In order to generate the output image, \( q_{\text{norm}}^{ \to } \) and the RGB code values specified for each cluster are integrated for each pixel.

$$ R = q_{\text{norm}}^{{ \to \quad {\text{T}}}} \left( {\begin{array}{*{20}c} {r_{1} } \\ {r_{2} } \\ {\begin{array}{*{20}c} \vdots \\ {r_{k} } \\ \end{array} } \\ \end{array} } \right) $$
(4)
$$ G = q_{\text{norm}}^{{ \to \quad {\text{T}}}} \left( {\begin{array}{*{20}c} {g_{1} } \\ {g_{2} } \\ {\begin{array}{*{20}c} \vdots \\ {g_{k} } \\ \end{array} } \\ \end{array} } \right) $$
(5)
$$ B = q_{\text{norm}}^{{ \to \quad {\text{T}}}} \left( {\begin{array}{*{20}c} {b_{1} } \\ {b_{2} } \\ {\begin{array}{*{20}c} \vdots \\ {b_{k} } \\ \end{array} } \\ \end{array} } \right) $$
(6)

where each r i , g i , b i , are the color components (red, green and blue, respectively) previously specified by the user, designated for the ith cluster, and R, G, B are the color components for this pixel in the final image. The program computes R, G, B for every pixel designated by the input ASCII grids. These pixel values are used to construct a PNG image using Java’s BufferedImage class. The resulting PNG image (Fig. 2b) is a complete representation of the spatially interpolated Q matrix as generated by TESS.

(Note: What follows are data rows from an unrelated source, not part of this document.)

use std::io::{ErrorKind, Write};
use std::time::Duration;

use async_trait::async_trait;
use tokio::process::Command;
use tokio::time::Instant;

use super::{ensure_readable, normalize_output, ExtractedText, OcrEngine};
use crate::capture::CaptureArtifact;
use crate::error::OcrError;

const ENABLE_LOGS: bool = true;

use crate::log_info;

pub const OCR_TIMEOUT_SECS: u64 = 30;
pub const DEFAULT_LANGUAGE: &str = "eng";

/// Runs the `tesseract` CLI on a temporary PNG and reads the text from stdout.
pub struct TesseractOcr {
    program: String,
    leading_args: Vec<String>,
    language: String,
    timeout: Duration,
}

impl TesseractOcr {
    pub fn new(language: impl Into<String>) -> Self {
        Self {
            program: "tesseract".to_string(),
            leading_args: Vec::new(),
            language: language.into(),
            timeout: Duration::from_secs(OCR_TIMEOUT_SECS),
        }
    }

    /// Use a different binary, e.g. an absolute path outside `PATH`.
    pub fn with_program(self, program: impl Into<String>) -> Self {
        self.with_command(program, Vec::<String>::new())
    }

    /// Run `program leading_args.. <png> stdout -l <lang>`, for wrappers
    /// such as `flatpak run` or a shell.
    pub fn with_command(
        mut self,
        program: impl Into<String>,
        leading_args: impl IntoIterator<Item = impl Into<String>>,
    ) -> Self {
        self.program = program.into();
        self.leading_args = leading_args.into_iter().map(Into::into).collect();
        self
    }

    pub fn with_timeout(mut self, timeout: Duration) -> Self {
        self.timeout = timeout;
        self
    }

    pub fn program(&self) -> &str {
        &self.program
    }
}

#[async_trait]
impl OcrEngine for TesseractOcr {
    fn name(&self) -> &str {
        "tesseract"
    }

    async fn recognize(&self, artifact: CaptureArtifact) -> Result<ExtractedText, OcrError> {
        let (width, height) = ensure_readable(&artifact)?;

        // Held until the end of this call; the file is removed on drop.
        let mut input = tempfile::Builder::new()
            .prefix("avr-ocr-")
            .suffix(".png")
            .tempfile()?;
        input.write_all(artifact.png_bytes())?;
        input.flush()?;
        let artifact_id = artifact.id();
        drop(artifact);

        let ocr_start = Instant::now();
        let mut command = Command::new(&self.program);
        command
            .args(&self.leading_args)
            .arg(input.path())
            .arg("stdout")
            .arg("-l")
            .arg(&self.language)
            .kill_on_drop(true);

        let output = match tokio::time::timeout(self.timeout, command.output()).await {
            Ok(Ok(output)) => output,
            Ok(Err(err)) if err.kind() == ErrorKind::NotFound => {
                return Err(OcrError::EngineUnavailable {
                    engine: self.program.clone(),
                });
            }
            Ok(Err(err)) => return Err(err.into()),
            Err(_) => {
                return Err(OcrError::Timeout {
                    after: self.timeout,
                })
            }
        };

        if !output.status.success() {
            return Err(OcrError::EngineFailed {
                status: output.status.to_string(),
                stderr: String::from_utf8_lossy(&output.stderr).trim().to_string(),
            });
        }

        let text = ExtractedText::new(normalize_output(&String::from_utf8_lossy(&output.stdout)));
        log_info!(
            "OCR completed for {artifact_id} ({width}x{height}): {} words, ocr_time={}ms",
            text.word_count,
            ocr_start.elapsed().as_millis()
        );
        Ok(text)
    }
}
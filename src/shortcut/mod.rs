pub mod listener;
pub mod tracker;

use std::fmt;
use std::str::FromStr;

use serde::{Deserialize, Serialize};

use crate::error::ConfigError;

pub use listener::{KeyListener, TriggerCallback};
pub use tracker::{ChordTracker, KeyToken};

/// Modifier keys, in canonical display order.
#[derive(Debug, Clone, Copy, PartialEq, Eq, Hash, PartialOrd, Ord)]
pub enum Modifier {
    Cmd,
    Ctrl,
    Alt,
    Shift,
}

impl Modifier {
    fn parse(token: &str) -> Option<Self> {
        match token {
            "cmd" | "command" | "super" | "meta" | "win" => Some(Modifier::Cmd),
            "ctrl" | "control" => Some(Modifier::Ctrl),
            "alt" | "option" | "opt" => Some(Modifier::Alt),
            "shift" => Some(Modifier::Shift),
            _ => None,
        }
    }

    pub fn as_str(&self) -> &'static str {
        match self {
            Modifier::Cmd => "cmd",
            Modifier::Ctrl => "ctrl",
            Modifier::Alt => "alt",
            Modifier::Shift => "shift",
        }
    }
}

#[derive(Debug, Clone, Copy, PartialEq, Eq, Hash)]
pub enum TriggerKey {
    Letter(char),
    Digit(char),
    Function(u8),
    Space,
}

impl TriggerKey {
    fn parse(token: &str) -> Option<Self> {
        let mut chars = token.chars();
        if let (Some(c), None) = (chars.next(), chars.next()) {
            return match c {
                'a'..='z' => Some(TriggerKey::Letter(c)),
                '0'..='9' => Some(TriggerKey::Digit(c)),
                _ => None,
            };
        }

        if token == "space" {
            return Some(TriggerKey::Space);
        }

        token
            .strip_prefix('f')
            .and_then(|n| n.parse::<u8>().ok())
            .filter(|n| (1..=12).contains(n))
            .map(TriggerKey::Function)
    }

    fn is_bindable(&self) -> bool {
        match *self {
            TriggerKey::Letter(c) => c.is_ascii_lowercase(),
            TriggerKey::Digit(c) => c.is_ascii_digit(),
            TriggerKey::Function(n) => (1..=12).contains(&n),
            TriggerKey::Space => true,
        }
    }
}

impl fmt::Display for TriggerKey {
    fn fmt(&self, f: &mut fmt::Formatter<'_>) -> fmt::Result {
        match self {
            TriggerKey::Letter(c) | TriggerKey::Digit(c) => write!(f, "{c}"),
            TriggerKey::Function(n) => write!(f, "f{n}"),
            TriggerKey::Space => f.write_str("space"),
        }
    }
}

/// Modifiers plus one trigger key, e.g. `cmd+x`.
///
/// Modifiers are kept sorted and unique so two bindings compare equal
/// regardless of the order they were written in. Serialized as its text form
/// and validated on the way back in.
#[derive(Debug, Clone, PartialEq, Eq, Hash, Serialize, Deserialize)]
#[serde(try_from = "String", into = "String")]
pub struct ShortcutBinding {
    modifiers: Vec<Modifier>,
    key: TriggerKey,
}

impl ShortcutBinding {
    pub fn new(mut modifiers: Vec<Modifier>, key: TriggerKey) -> Result<Self, ConfigError> {
        let spec = format_spec(&modifiers, &key);
        if modifiers.is_empty() {
            return Err(invalid(&spec, "at least one modifier is required"));
        }
        if !key.is_bindable() {
            return Err(invalid(&spec, "key cannot be bound"));
        }

        modifiers.sort();
        let before = modifiers.len();
        modifiers.dedup();
        if modifiers.len() != before {
            return Err(invalid(&spec, "modifier listed more than once"));
        }

        Ok(Self { modifiers, key })
    }

    pub fn modifiers(&self) -> &[Modifier] {
        &self.modifiers
    }

    pub fn key(&self) -> TriggerKey {
        self.key
    }

    /// Every key that must be held for the chord to fire.
    pub fn tokens(&self) -> Vec<KeyToken> {
        self.modifiers
            .iter()
            .copied()
            .map(KeyToken::Modifier)
            .chain(std::iter::once(KeyToken::Key(self.key)))
            .collect()
    }
}

impl Default for ShortcutBinding {
    fn default() -> Self {
        Self {
            modifiers: vec![Modifier::Cmd],
            key: TriggerKey::Letter('x'),
        }
    }
}

impl FromStr for ShortcutBinding {
    type Err = ConfigError;

    fn from_str(spec: &str) -> Result<Self, Self::Err> {
        let normalized = spec.trim().to_ascii_lowercase();
        if normalized.is_empty() {
            return Err(invalid(spec, "empty shortcut"));
        }

        let tokens: Vec<&str> = normalized.split('+').map(str::trim).collect();
        let Some((key_token, modifier_tokens)) = tokens.split_last() else {
            return Err(invalid(spec, "empty shortcut"));
        };

        let mut modifiers = Vec::with_capacity(modifier_tokens.len());
        for token in modifier_tokens {
            let modifier = Modifier::parse(token)
                .ok_or_else(|| invalid(spec, &format!("unrecognized modifier '{token}'")))?;
            modifiers.push(modifier);
        }

        let key = TriggerKey::parse(key_token)
            .ok_or_else(|| invalid(spec, &format!("unrecognized key '{key_token}'")))?;

        ShortcutBinding::new(modifiers, key).map_err(|_| {
            if modifier_tokens.is_empty() {
                invalid(spec, "at least one modifier is required")
            } else {
                invalid(spec, "modifier listed more than once")
            }
        })
    }
}

impl TryFrom<String> for ShortcutBinding {
    type Error = ConfigError;

    fn try_from(spec: String) -> Result<Self, Self::Error> {
        spec.parse()
    }
}

impl From<ShortcutBinding> for String {
    fn from(binding: ShortcutBinding) -> Self {
        binding.to_string()
    }
}

impl fmt::Display for ShortcutBinding {
    fn fmt(&self, f: &mut fmt::Formatter<'_>) -> fmt::Result {
        f.write_str(&format_spec(&self.modifiers, &self.key))
    }
}

fn format_spec(modifiers: &[Modifier], key: &TriggerKey) -> String {
    let mut parts: Vec<String> = modifiers.iter().map(|m| m.as_str().to_string()).collect();
    parts.push(key.to_string());
    parts.join("+")
}

fn invalid(spec: &str, reason: &str) -> ConfigError {
    ConfigError::InvalidShortcut {
        spec: spec.to_string(),
        reason: reason.to_string(),
    }
}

Advantages of using TESS Ad-Mixer

TESS Ad-Mixer improves upon existing methods for representing the spatial distribution of population structure. Specifically, TESS Ad-Mixer: (1) allows users to choose colors for different clusters; (2) generates a single image of multiple clusters from TESS posterior predictive ASCII files; and (3) shows areas of cluster overlap from q values, which are represented by color mixing the pixels in question (Fig. 2c). Color mixing is especially useful for displaying adjacent clusters with large degrees of overlap (Fig. 2d) compared to methods based on Universal Kriging (Fig. 1d). The single output image generated by TESS Ad-Mixer can be georeferenced to maps using programs, such as ArcMap (ESRI Corp.).